Coup bid trials in Istanbul near end


There are only two trials left without conclusions out of 41 on the Istanbul leg of the Gülenist Terror Group’s (FETÖ) 2016 coup attempt.

Courts in the city are now hearing the last pleas by defendants in the two trials after prosecutors presented their final arguments.

Istanbul was one of the first places where citizens noticed a sinister coup attempt was unfolding. Indeed, most people in the country found out about the coup attempt when soldiers occupied a major bridge connecting the city’s European and Asian sides.

On July 15, 2016, soldiers secretly working for the terrorist group, tried to occupy several locations in the city, including police headquarters, the governorate, city hall, a busy toll road, offices of public broadcaster TRT and the headquarters of the main telecoms operator.

Some senior officers managed to flee just minutes before the coup attempt was thwarted or in its immediate aftermath, but the rest were caught red-handed.

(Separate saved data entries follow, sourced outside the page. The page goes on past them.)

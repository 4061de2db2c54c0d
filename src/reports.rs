//! Living project reports built from the Slack archive.
//!
//! Every `slack_data/{channel}.json` archive feeds one report. New messages
//! since the tracker's `last_ts` are folded in batch by batch: the LLM sees
//! the report so far plus a batch and returns a section that is appended.

use std::time::Duration;

use chrono::{DateTime, Local};
use thiserror::Error;
use tracing::{debug, info, warn};

use crate::llm::ProviderError;
use crate::prompts::Template;
use crate::services::Services;
use crate::sources::slack::SlackMessage;
use crate::storage::{Storage, StorageError};
use crate::trackers::{ReportEntry, ReportTracker, parse_ts};

const DATA_PREFIX: &str = "slack_data/";

#[derive(Debug, Error)]
pub enum ReportError {
    #[error(transparent)]
    Storage(#[from] StorageError),
    #[error(transparent)]
    Llm(#[from] ProviderError),
}

/// What one run did.
#[derive(Debug, Clone, Default, PartialEq, Eq)]
pub struct ReportRun {
    pub updated: Vec<String>,
    pub unchanged: Vec<String>,
    pub failed: Vec<String>,
}

pub fn default_report_path(channel: &str) -> String {
    format!("slack_project_reports/{channel}.txt")
}

pub fn initial_report(channel: &str) -> String {
    format!("This is the project progress report for {channel}: ")
}

/// Render a Slack ts in local time, `YYYY-mm-dd HH:MM:SS`.
pub fn format_ts(ts: &str) -> String {
    let secs = parse_ts(ts);
    let whole = secs.trunc() as i64;
    let nanos = (secs.fract() * 1e9) as u32;
    match DateTime::from_timestamp(whole, nanos) {
        Some(utc) => utc
            .with_timezone(&Local)
            .format("%Y-%m-%d %H:%M:%S")
            .to_string(),
        None => ts.to_string(),
    }
}

fn message_block(batch: &[SlackMessage]) -> String {
    batch
        .iter()
        .map(|m| format!("{} - {}", format_ts(&m.ts), m.text))
        .collect::<Vec<_>>()
        .join("\n")
}

/// Messages strictly newer than `last_ts`.
fn new_since(messages: Vec<SlackMessage>, last_ts: f64) -> Vec<SlackMessage> {
    messages
        .into_iter()
        .filter(|m| parse_ts(&m.ts) > last_ts)
        .collect()
}

/// Fold `messages` into `report`, one LLM call per batch.
pub async fn extend_report(
    services: &Services,
    report: String,
    messages: &[SlackMessage],
) -> Result<String, ReportError> {
    let cfg = &services.config.reports;
    let mut report = report;
    let mut done = 0usize;
    for (i, batch) in messages.chunks(cfg.batch_size.max(1)).enumerate() {
        if i > 0 && cfg.delay_seconds > 0 {
            tokio::time::sleep(Duration::from_secs(cfg.delay_seconds)).await;
        }
        let prompt = services
            .prompts()
            .template(Template::ReportUpdate)
            .var("previous_report", report.as_str())
            .var("messages", message_block(batch))
            .build();
        let section = services.ask_llm(&prompt).await?;
        report.push_str(&format!("\n\n {section}"));
        done += batch.len();
        debug!(processed = done, total = messages.len(), "report batch folded");
    }
    Ok(report)
}

/// Update one channel's report. Returns `false` when there was nothing new.
async fn process_channel(
    services: &Services,
    tracker: &mut ReportTracker,
    channel: &str,
    messages: Vec<SlackMessage>,
) -> Result<bool, ReportError> {
    let storage = &services.storage;
    let (report_path, last_ts, previous) = match tracker.get(channel) {
        Some(entry) => {
            let previous = match storage.load_text(&entry.report_path).await {
                Ok(text) => text,
                Err(e) => {
                    warn!(channel, error = %e, "could not load previous report");
                    initial_report(channel)
                }
            };
            (entry.report_path.clone(), parse_ts(&entry.last_ts), previous)
        }
        None => (default_report_path(channel), 0.0, initial_report(channel)),
    };

    let fresh = new_since(messages, last_ts);
    if fresh.is_empty() {
        debug!(channel, "no new messages");
        return Ok(false);
    }
    let newest = fresh
        .iter()
        .max_by(|a, b| parse_ts(&a.ts).total_cmp(&parse_ts(&b.ts)))
        .map(|m| m.ts.clone())
        .unwrap_or_default();

    let updated = extend_report(services, previous, &fresh).await?;
    storage.save_text(&report_path, &updated).await?;
    tracker.set(
        channel,
        ReportEntry {
            report_path,
            last_ts: newest,
        },
    );
    info!(channel, messages = fresh.len(), "report updated");
    Ok(true)
}

/// Channel names with an archive under `slack_data/`.
async fn archived_channels(storage: &Storage) -> Result<Vec<String>, StorageError> {
    Ok(storage
        .list(DATA_PREFIX)
        .await?
        .into_iter()
        .filter_map(|path| {
            path.strip_prefix(DATA_PREFIX)
                .and_then(|name| name.strip_suffix(".json"))
                .filter(|name| !name.contains('/'))
                .map(str::to_string)
        })
        .collect())
}

/// Refresh every report. One channel failing does not stop the rest; the
/// tracker is saved once at the end.
pub async fn run_all(services: &Services) -> Result<ReportRun, ReportError> {
    let storage = &services.storage;
    let mut tracker = ReportTracker::load(storage).await;
    let mut run = ReportRun::default();

    for channel in archived_channels(storage).await? {
        let path = format!("{DATA_PREFIX}{channel}.json");
        let outcome = match storage.load_json::<Vec<SlackMessage>>(&path).await {
            Ok(messages) => process_channel(services, &mut tracker, &channel, messages).await,
            Err(e) => Err(e.into()),
        };
        match outcome {
            Ok(true) => run.updated.push(channel),
            Ok(false) => run.unchanged.push(channel),
            Err(e) => {
                warn!(channel = %channel, error = %e, "report update failed");
                run.failed.push(channel);
            }
        }
    }

    tracker.save(storage).await?;
    info!(
        updated = run.updated.len(),
        unchanged = run.unchanged.len(),
        failed = run.failed.len(),
        "reports processed"
    );
    Ok(run)
}

#[cfg(test)]
mod tests {
    use super::*;
    use crate::llm::LlmProvider;
    use crate::llm::providers::scripted::ScriptedProvider;
    use crate::trackers::REPORT_TRACKER_PATH;
    use tempfile::TempDir;

    fn msg(ts: &str, text: &str) -> SlackMessage {
        serde_json::from_value(serde_json::json!({"ts": ts, "text": text})).unwrap()
    }

    fn services(dir: &TempDir, replies: &[&str]) -> (Services, ScriptedProvider) {
        let scripted = ScriptedProvider::new(replies.iter().map(|s| s.to_string()).collect());
        let services = Services::for_tests(dir.path(), LlmProvider::Scripted(scripted.clone()));
        (services, scripted)
    }

    #[test]
    fn format_ts_shape() {
        let s = format_ts("1712345678.000200");
        assert_eq!(s.len(), 19);
        assert_eq!(&s[4..5], "-");
        assert_eq!(&s[13..14], ":");
    }

    #[test]
    fn filter_is_strictly_newer() {
        let msgs = vec![msg("10.0", "old"), msg("10.5", "new")];
        let fresh = new_since(msgs, 10.0);
        assert_eq!(fresh.len(), 1);
        assert_eq!(fresh[0].text, "new");
    }

    #[tokio::test]
    async fn batches_append_sections() {
        let dir = TempDir::new().unwrap();
        let (mut services, scripted) = services(&dir, &["first", "second"]);
        let config = std::sync::Arc::make_mut(&mut services.config);
        config.reports.batch_size = 2;

        let msgs = vec![msg("1.0", "a"), msg("2.0", "b"), msg("3.0", "c")];
        let report = extend_report(&services, "HEAD".into(), &msgs).await.unwrap();
        assert_eq!(report, "HEAD\n\n first\n\n second");

        let prompts = scripted.prompts();
        assert_eq!(prompts.len(), 2);
        assert!(prompts[0].contains(" - a\n"));
        assert!(prompts[1].contains("HEAD\n\n first"));
        assert!(prompts[1].contains(" - c"));
    }

    #[tokio::test]
    async fn run_all_creates_report_and_tracker() {
        let dir = TempDir::new().unwrap();
        let (services, _) = services(&dir, &["- launch moved"]);
        let storage = &services.storage;
        storage
            .save_json(
                "slack_data/apollo.json",
                &vec![msg("100.0", "launch moved"), msg("50.5", "kickoff")],
            )
            .await
            .unwrap();

        let run = run_all(&services).await.unwrap();
        assert_eq!(run.updated, vec!["apollo"]);

        let report = storage
            .load_text(&default_report_path("apollo"))
            .await
            .unwrap();
        assert!(report.starts_with("This is the project progress report for apollo: "));
        assert!(report.ends_with("\n\n - launch moved"));

        let tracker = ReportTracker::load(storage).await;
        let entry = tracker.get("apollo").unwrap();
        assert_eq!(entry.last_ts, "100.0");
        assert!(storage.exists(REPORT_TRACKER_PATH).await.unwrap());

        let again = run_all(&services).await.unwrap();
        assert_eq!(again.unchanged, vec!["apollo"]);
    }

    #[tokio::test]
    async fn broken_archive_does_not_block_others() {
        let dir = TempDir::new().unwrap();
        let (services, _) = services(&dir, &["ok"]);
        let storage = &services.storage;
        storage.save_text("slack_data/broken.json", "{{{").await.unwrap();
        storage
            .save_json("slack_data/zephyr.json", &vec![msg("5.0", "hello")])
            .await
            .unwrap();

        let run = run_all(&services).await.unwrap();
        assert_eq!(run.failed, vec!["broken"]);
        assert_eq!(run.updated, vec!["zephyr"]);
    }
}
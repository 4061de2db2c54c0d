//! Embedding provider abstraction.
//!
//! Same shape as [`crate::llm`]: an enum over concrete backends, built once
//! at startup by [`build`] and cloned wherever vectors are needed.

mod dummy;
mod gemini;

pub use dummy::DummyEmbedder;
pub use gemini::GeminiEmbedder;

use thiserror::Error;

use crate::core::config::EmbeddingsConfig;

pub type Embedding = Vec<f32>;

#[derive(Debug, Error)]
pub enum EmbeddingError {
    #[error("unknown embedding provider: {0}")]
    UnknownProvider(String),
    #[error("missing api key for embedding provider: {0}")]
    MissingApiKey(String),
    #[error("embedding request failed: {0}")]
    Request(String),
    #[error("dimension mismatch: expected {expected}, got {actual}")]
    DimensionMismatch { expected: usize, actual: usize },
}

#[derive(Debug, Clone)]
pub enum EmbeddingProvider {
    Dummy(DummyEmbedder),
    Gemini(GeminiEmbedder),
}

impl EmbeddingProvider {
    pub async fn embed(&self, text: &str) -> Result<Embedding, EmbeddingError> {
        match self {
            EmbeddingProvider::Dummy(p) => Ok(p.embed(text)),
            EmbeddingProvider::Gemini(p) => p.embed(text).await,
        }
    }

    /// Embed several texts, preserving order.
    pub async fn embed_batch(&self, texts: &[String]) -> Result<Vec<Embedding>, EmbeddingError> {
        match self {
            EmbeddingProvider::Dummy(p) => Ok(texts.iter().map(|t| p.embed(t)).collect()),
            EmbeddingProvider::Gemini(p) => p.embed_batch(texts).await,
        }
    }

    pub fn dimensions(&self) -> usize {
        match self {
            EmbeddingProvider::Dummy(p) => p.dimensions(),
            EmbeddingProvider::Gemini(p) => p.dimensions(),
        }
    }
}

/// Construct the configured embedder. `api_key` comes from `GOOGLE_API_KEY`.
pub fn build(
    config: &EmbeddingsConfig,
    api_key: Option<String>,
) -> Result<EmbeddingProvider, EmbeddingError> {
    match config.provider.as_str() {
        "dummy" => Ok(EmbeddingProvider::Dummy(DummyEmbedder::new(config.dimensions))),
        "gemini" => {
            let key = api_key.ok_or_else(|| EmbeddingError::MissingApiKey("gemini".into()))?;
            Ok(EmbeddingProvider::Gemini(GeminiEmbedder::new(
                config.api_base_url.clone(),
                config.model.clone(),
                config.dimensions,
                config.timeout_seconds,
                key,
            )?))
        }
        other => Err(EmbeddingError::UnknownProvider(other.to_string())),
    }
}

/// Cosine similarity; zero when either vector has no magnitude.
pub fn cosine_similarity(a: &[f32], b: &[f32]) -> f32 {
    let mut dot = 0.0f32;
    let mut na = 0.0f32;
    let mut nb = 0.0f32;
    for (x, y) in a.iter().zip(b.iter()) {
        dot += x * y;
        na += x * x;
        nb += y * y;
    }
    if na == 0.0 || nb == 0.0 {
        return 0.0;
    }
    dot / (na.sqrt() * nb.sqrt())
}

#[cfg(test)]
mod tests {
    use super::*;
    use crate::core::config::Config;

    #[test]
    fn cosine_identical_is_one() {
        let v = vec![0.3, 0.4, 0.5];
        assert!((cosine_similarity(&v, &v) - 1.0).abs() < 1e-6);
    }

    #[test]
    fn cosine_zero_vector_is_zero() {
        assert_eq!(cosine_similarity(&[0.0, 0.0], &[1.0, 2.0]), 0.0);
    }

    #[tokio::test]
    async fn build_dummy_and_embed_batch() {
        let cfg = Config::test_default(std::path::Path::new("/tmp"));
        let p = build(&cfg.embeddings, None).unwrap();
        let out = p
            .embed_batch(&["alpha".to_string(), "beta".to_string()])
            .await
            .unwrap();
        assert_eq!(out.len(), 2);
        assert_eq!(out[0].len(), p.dimensions());
    }

    #[test]
    fn gemini_without_key_errors() {
        let mut cfg = Config::test_default(std::path::Path::new("/tmp"));
        cfg.embeddings.provider = "gemini".into();
        assert!(matches!(
            build(&cfg.embeddings, None),
            Err(EmbeddingError::MissingApiKey(_))
        ));
    }
}
//! Comms subsystem: the channels users ask questions through.
//!
//! Each channel (PTY, HTTP) implements [`Component`] and is spawned by
//! [`start`] via [`spawn_components`]. Channels capture an
//! [`Arc<CommsState>`] at construction.
//!
//! An intra-subsystem [`mpsc`] channel lets running channels signal the
//! comms manager ([`run_event_manager`]). A channel that shuts down on its
//! own (console EOF, `/quit`) cancels the shared token, so the remaining
//! channels and the scheduler stop with it.

#[cfg(feature = "channel-axum")]
pub mod axum_channel;
#[cfg(feature = "channel-pty")]
pub mod pty;
mod state;

pub use state::{CommsEvent, CommsState};

use std::sync::Arc;

use tokio::sync::mpsc;
use tokio_util::sync::CancellationToken;
use tracing::{debug, info};

use crate::core::config::CommsConfig;
use crate::services::Services;
use crate::subsystems::runtime::{Component, SubsystemHandle, spawn_components};

/// Whether [`start`] will spawn at least one channel in this build.
pub fn has_channels(comms: &CommsConfig) -> bool {
    (cfg!(feature = "channel-pty") && comms.pty.enabled)
        || (cfg!(feature = "channel-axum") && comms.http.enabled)
}

/// Spawn all configured channels and return their [`SubsystemHandle`].
pub fn start(services: Arc<Services>, shutdown: CancellationToken) -> SubsystemHandle {
    let (event_tx, event_rx) = mpsc::channel::<CommsEvent>(32);
    let comms_cfg = services.config.comms.clone();
    let state = Arc::new(CommsState::new(services, event_tx));

    let mut components: Vec<Box<dyn Component>> = Vec::new();

    #[cfg(feature = "channel-pty")]
    {
        if comms_cfg.pty.enabled {
            info!("loading pty channel");
            components.push(Box::new(pty::PtyChannel::new("pty0", state.clone())));
        }
    }
    #[cfg(feature = "channel-axum")]
    {
        if comms_cfg.http.enabled {
            info!(bind = %comms_cfg.http.bind, "loading http channel");
            components.push(Box::new(axum_channel::AxumChannel::new(
                "http0",
                comms_cfg.http.bind.clone(),
                state.clone(),
            )));
        }
    }

    if components.is_empty() {
        info!("no comms channels configured");
    }

    drop(state);
    tokio::spawn(run_event_manager(event_rx, shutdown.clone()));

    spawn_components(components, shutdown)
}

/// Drain channel events until every sender is gone. Returns the number of
/// queries the channels received.
pub async fn run_event_manager(
    mut events: mpsc::Receiver<CommsEvent>,
    shutdown: CancellationToken,
) -> usize {
    let mut queries = 0;
    while let Some(event) = events.recv().await {
        match event {
            CommsEvent::ChannelShutdown { channel_id } => {
                if !shutdown.is_cancelled() {
                    info!(%channel_id, "channel closed, shutting down");
                    shutdown.cancel();
                }
            }
            CommsEvent::QueryReceived { channel_id } => {
                queries += 1;
                debug!(%channel_id, queries, "channel received query");
            }
        }
    }
    info!(queries, "comms manager stopped");
    queries
}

Amid a state of emergency, prosecutors swiftly launched legal processes against the coup perpetrators and ordered the arrests of hundreds. However, trials took longer and so far, 39 trials have concluded with defendants sentenced to prison terms ranging from 10 years to aggravated life imprisonment for a variety of charges, from the coup attempt to manslaughter and abduction. Most among those convicted were high-ranking officers, while the majority of conscripts who were forced to join the putsch bid by their superiors were acquitted. Currently, the only trials underway are those against coup plotters who took over an Air Forces military school and an elite unit of underwater commandos.